Do not stop. I can remember when [March for Our Lives board member and Parkland shooting survivor] David Hogg said: “We’re not done yet.” And that must be a rallying call until we get the common sense gun laws we demand. We’re not done until our students are safe. We’re not done, and we won’t stop until that happens. So that’s my message to them, that they need to keep their voices heard in any way they can. When they are eligible to vote, they must be registered and vote. And when they are not eligible to vote, they must urge their parents and community members and everyone who can vote to vote for their safety. So don’t stop. Keep raising your voice and doing what it takes to protect their comrades.

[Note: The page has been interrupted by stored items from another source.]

impl ScanOrchestrator {
    pub fn new(config: ScanConfig, out_dir: impl Into<PathBuf>) -> Self {
        let out_dir = out_dir.into();
        let state_path = out_dir.join("state.json");
        Self {
            config,
            out_dir,
            state_path,
            dry_run: false,
        }
    }

    /// Keep the state file somewhere other than `<out>/state.json`
    pub fn with_state_path(mut self, path: impl Into<PathBuf>) -> Self {
        self.state_path = path.into();
        self
    }

    /// Walk, fingerprint and report without writing anything
    pub fn with_dry_run(mut self, dry_run: bool) -> Self {
        self.dry_run = dry_run;
        self
    }

    pub fn run(&self) -> Result<ScanOutcome> {
        self.config.validate()?;

        let roots = self.canonical_roots()?;
        let filter = PathFilter::new(&self.config)?;
        let masker = Masker::new(&self.config.masking)?;
        let classifier = Classifier::new(&self.config.classify)?;
        let version_parser = VersionParser::new(&self.config.version)?;
        let summarizer = Summarizer::new(self.config.summary_sentences, self.config.keywords_topk)?;

        let docs_dir = self.out_dir.join("docs");
        if !self.dry_run {
            std::fs::create_dir_all(&docs_dir)?;
        }

        let mut state = StateStore::load(&self.state_path);
        let mut outcome = ScanOutcome::default();
        let mut latest = VersionResolver::new(self.config.latest_map.allow_fallback_keys);

        info!(roots = roots.len(), "scan starting");
        let resolver = ShortcutResolver::new(self.config.shortcuts.clone(), roots.clone());
        let expansion = resolver.expand(&filter);
        outcome.skips = expansion.skips;

        // One entry per real file, with every alias that reached it
        let mut unique: BTreeMap<String, (PathBuf, BTreeSet<String>)> = BTreeMap::new();
        for target in expansion.targets {
            let key = paths::canonical_key(&target.path);
            let slot = unique.entry(key).or_insert_with(|| (target.path, BTreeSet::new()));
            for alias in &target.alias_chain {
                slot.1.insert(alias.to_string_lossy().into_owned());
            }
        }
        info!(targets = unique.len(), "targets resolved");

        let mut jobs = Vec::new();
        for (key, (path, alias_set)) in unique {
            let fingerprint = match FileFingerprint::from_path(&path, self.config.hash_contents) {
                Ok(fp) => fp,
                Err(e) => {
                    outcome.skips.push(Skip::new(path, SkipReason::Stat(e.to_string())));
                    continue;
                }
            };
            let aliases: Vec<String> = alias_set.into_iter().collect();

            // An alias-set change re-renders even when content did not
            // change, so surrogates never show stale alias lists.
            let unchanged = !state.is_changed(&key, &fingerprint)
                && state
                    .previous_entry(&key)
                    .map_or(false, |e| e.aliases == aliases);

            if unchanged {
                let previous = state
                    .previous_entry(&key)
                    .cloned()
                    .unwrap_or_else(|| unreachable_entry(&path));
                self.reuse_entry(&previous, &version_parser, &roots, &mut latest);
                outcome.reused += 1;
                state.record(
                    key,
                    StateEntry {
                        fingerprint,
                        ..previous
                    },
                );
                continue;
            }

            let Some(format) = DocumentFormat::from_path(&path) else {
                let ext = path
                    .extension()
                    .map(|e| e.to_string_lossy().into_owned())
                    .unwrap_or_default();
                outcome.skips.push(Skip::new(path, SkipReason::UnsupportedFormat(ext)));
                continue;
            };

            jobs.push(Job {
                key,
                path,
                aliases,
                fingerprint,
                format,
            });
        }
        info!(changed = jobs.len(), reused = outcome.reused, "change detection done");

        // Extraction is the expensive part; everything after it is
        // cheap and runs sequentially for deterministic state updates.
        let limits = self.config.limits.clone();
        let extracted: Vec<(Job, Result<Outline>)> = jobs
            .into_par_iter()
            .map(|job| {
                let outline = extract::extract(&job.path, job.format, &limits);
                (job, outline)
            })
            .collect();

        for (job, outline) in extracted {
            let outline = match outline {
                Ok(o) => o,
                Err(e) => {
                    warn!(path = %job.path.display(), "extraction failed: {}", e);
                    outcome
                        .skips
                        .push(Skip::new(&job.path, SkipReason::Extraction(e.to_string())));
                    continue;
                }
            };

            let record = self.build_record(
                &job,
                outline,
                &roots,
                &masker,
                &classifier,
                &version_parser,
                &summarizer,
            );

            if !self.dry_run {
                let target = docs_dir.join(format!("{}.md", record.doc_id));
                let written = render::render_document(&record)
                    .and_then(|rendered| std::fs::write(&target, rendered).map_err(ScanError::from));
                if let Err(e) = written {
                    // Not recorded in state, so the next run retries
                    outcome
                        .skips
                        .push(Skip::new(&job.path, SkipReason::WriteFailed(e.to_string())));
                    continue;
                }
            }

            if self.config.latest_map.enabled {
                let identity = Classification {
                    system: record.system.clone(),
                    screen_id: record.screen_id.clone(),
                    doc_type: record.doc_type.clone(),
                };
                latest.insert(
                    &identity,
                    GroupMember {
                        title: record.title.clone(),
                        path: record.rel_path.clone(),
                        updated_at: record.updated_at.clone(),
                        version_key: record.version_key.clone(),
                        ordinal: record.ordinal,
                    },
                );
            }

            state.record(
                job.key.clone(),
                StateEntry {
                    path: record.path.clone(),
                    fingerprint: job.fingerprint.clone(),
                    meta: DocMeta {
                        doc_id: record.doc_id.clone(),
                        title: record.title.clone(),
                        system: record.system.clone(),
                        screen_id: record.screen_id.clone(),
                        doc_type: record.doc_type.clone(),
                        version_key: record.version_key.clone(),
                        updated_at: record.updated_at.clone(),
                    },
                    aliases: job.aliases.clone(),
                },
            );
            outcome.extracted += 1;
            outcome.records.push(record);
        }

        // A skipped file still exists on disk and is retried next run;
        // only files absent from both lists are truly gone.
        let skipped: BTreeSet<String> = outcome
            .skips
            .iter()
            .map(|s| paths::canonical_key(&s.path))
            .collect();
        outcome.deleted = state
            .deleted()
            .iter()
            .map(|e| e.path.clone())
            .filter(|p| !skipped.contains(&paths::canonical_key(Path::new(p))))
            .collect();
        for path in &outcome.deleted {
            info!(path = %path, "previously indexed file is gone");
        }

        if !self.dry_run {
            state.save()?;
            if self.config.latest_map.enabled {
                let entries = latest.latest();
                let now = Utc::now().format("%Y-%m-%dT%H:%M:%S").to_string();
                let map = render::render_latest_map(&entries, &now);
                std::fs::write(self.out_dir.join("latest_map.md"), map)?;
            }
        }

        info!(
            extracted = outcome.extracted,
            reused = outcome.reused,
            skipped = outcome.skips.len(),
            deleted = outcome.deleted.len(),
            "scan finished"
        );
        Ok(outcome)
    }

    fn canonical_roots(&self) -> Result<Vec<PathBuf>> {
        self.config
            .roots
            .iter()
            .map(|root| {
                let canonical = root
                    .canonicalize()
                    .map_err(|_| ScanError::RootUnavailable(root.clone()))?;
                if !canonical.is_dir() {
                    return Err(ScanError::RootUnavailable(root.clone()));
                }
                Ok(canonical)
            })
            .collect()
    }

    /// Feed an unchanged file into the latest map from its stored
    /// metadata; no extraction happens.
    fn reuse_entry(
        &self,
        entry: &StateEntry,
        version_parser: &VersionParser,
        roots: &[PathBuf],
        latest: &mut VersionResolver,
    ) {
        if !self.config.latest_map.enabled {
            return;
        }
        let path = Path::new(&entry.path);
        let file_name = path
            .file_name()
            .map(|n| n.to_string_lossy().into_owned())
            .unwrap_or_default();
        let ordinal = version_parser.infer(&file_name, entry.fingerprint.mtime_epoch / 1000);
        let identity = Classification {
            system: entry.meta.system.clone(),
            screen_id: entry.meta.screen_id.clone(),
            doc_type: entry.meta.doc_type.clone(),
        };
        latest.insert(
            &identity,
            GroupMember {
                title: entry.meta.title.clone(),
                path: paths::relative_to_nearest_root(path, roots),
                updated_at: entry.meta.updated_at.clone(),
                version_key: entry.meta.version_key.clone(),
                ordinal,
            },
        );
    }

    #[allow(clippy::too_many_arguments)]
    fn build_record(
        &self,
        job: &Job,
        outline: Outline,
        roots: &[PathBuf],
        masker: &Masker,
        classifier: &Classifier,
        version_parser: &VersionParser,
        summarizer: &Summarizer,
    ) -> DocRecord {
        let stem = job
            .path
            .file_stem()
            .map(|s| s.to_string_lossy().into_owned())
            .unwrap_or_default();
        let file_name = job
            .path
            .file_name()
            .map(|n| n.to_string_lossy().into_owned())
            .unwrap_or_default();
        let rel_path = paths::relative_to_nearest_root(&job.path, roots);

        // Identity comes from names only, never from content
        let mut name_texts = vec![stem.clone()];
        for alias in &job.aliases {
            if let Some(alias_stem) = Path::new(alias).file_stem() {
                name_texts.push(alias_stem.to_string_lossy().into_owned());
            }
        }
        let identity = classifier.classify(&rel_path, &name_texts);
        let ordinal = version_parser.infer(&file_name, job.fingerprint.mtime_epoch / 1000);

        let scored_text = if outline.headings.is_empty() {
            outline.preview.clone()
        } else {
            format!("{}\n{}", outline.headings.join("\n"), outline.preview)
        };
        let doc = ExtractedDocument {
            path: job.path.clone(),
            format: job.format,
            headings: outline.headings,
            preview: outline.preview.clone(),
            summary: summarizer.summarize(&outline.preview),
            keywords: summarizer.keywords(&scored_text),
            raw_metadata: outline.metadata,
        };
        let doc = RedactedDocument::new(doc, masker).into_inner();

        DocRecord {
            doc_id: doc_id_for(&job.key),
            title: masker.redact(&stem),
            path: job.path.to_string_lossy().into_owned(),
            rel_path,
            format: doc.format.as_str().to_string(),
            size_bytes: job.fingerprint.size,
            updated_at: format_timestamp(job.fingerprint.mtime_epoch),
            mtime_epoch: job.fingerprint.mtime_epoch,
            content_hash: job.fingerprint.content_hash.clone(),
            system: identity.system,
            screen_id: identity.screen_id,
            doc_type: identity.doc_type,
            version_key: ordinal.encode(),
            ordinal,
            headings: doc.headings,
            preview: doc.preview,
            summary: doc.summary,
            keywords: doc.keywords,
            raw_metadata: doc.raw_metadata,
            aliases: job.aliases.iter().map(PathBuf::from).collect(),
        }
    }
}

Students and educators have not only engaged in activism against gun violence, but also against legislation that limits classroom discussions about race, gender, identity, sexual orientation or so-called sensitive topics. . The spokesperson for the Texas State Teachers Association told me after the Uvalde shooting that it was heartbreaking to see lawmakers spend so much time restricting what educators can teach while easing restrictions on firearms. fire. What do you think?

Elected leaders use these culture war tactics to stoke fear and divide us, and they do so in a concerted, intentional, and connected way. It’s all connected, including this latest twist on common-sense gun laws to talk about arming teachers. Educators are literally threatened, verbally threatened, physically threatened, threatened by our jobs to prevent us from teaching the true history of this country or giving students opportunities and spaces to have these conversations and develop the critical thinking skills that we need them to have. We know that these bills are all designed to divert our attention from investing in our students, in our communities and in our public schools. We will continue to talk about it, denounce it and demand that those in positions of power stand up against it. If they don’t, then November [midterm elections] are coming.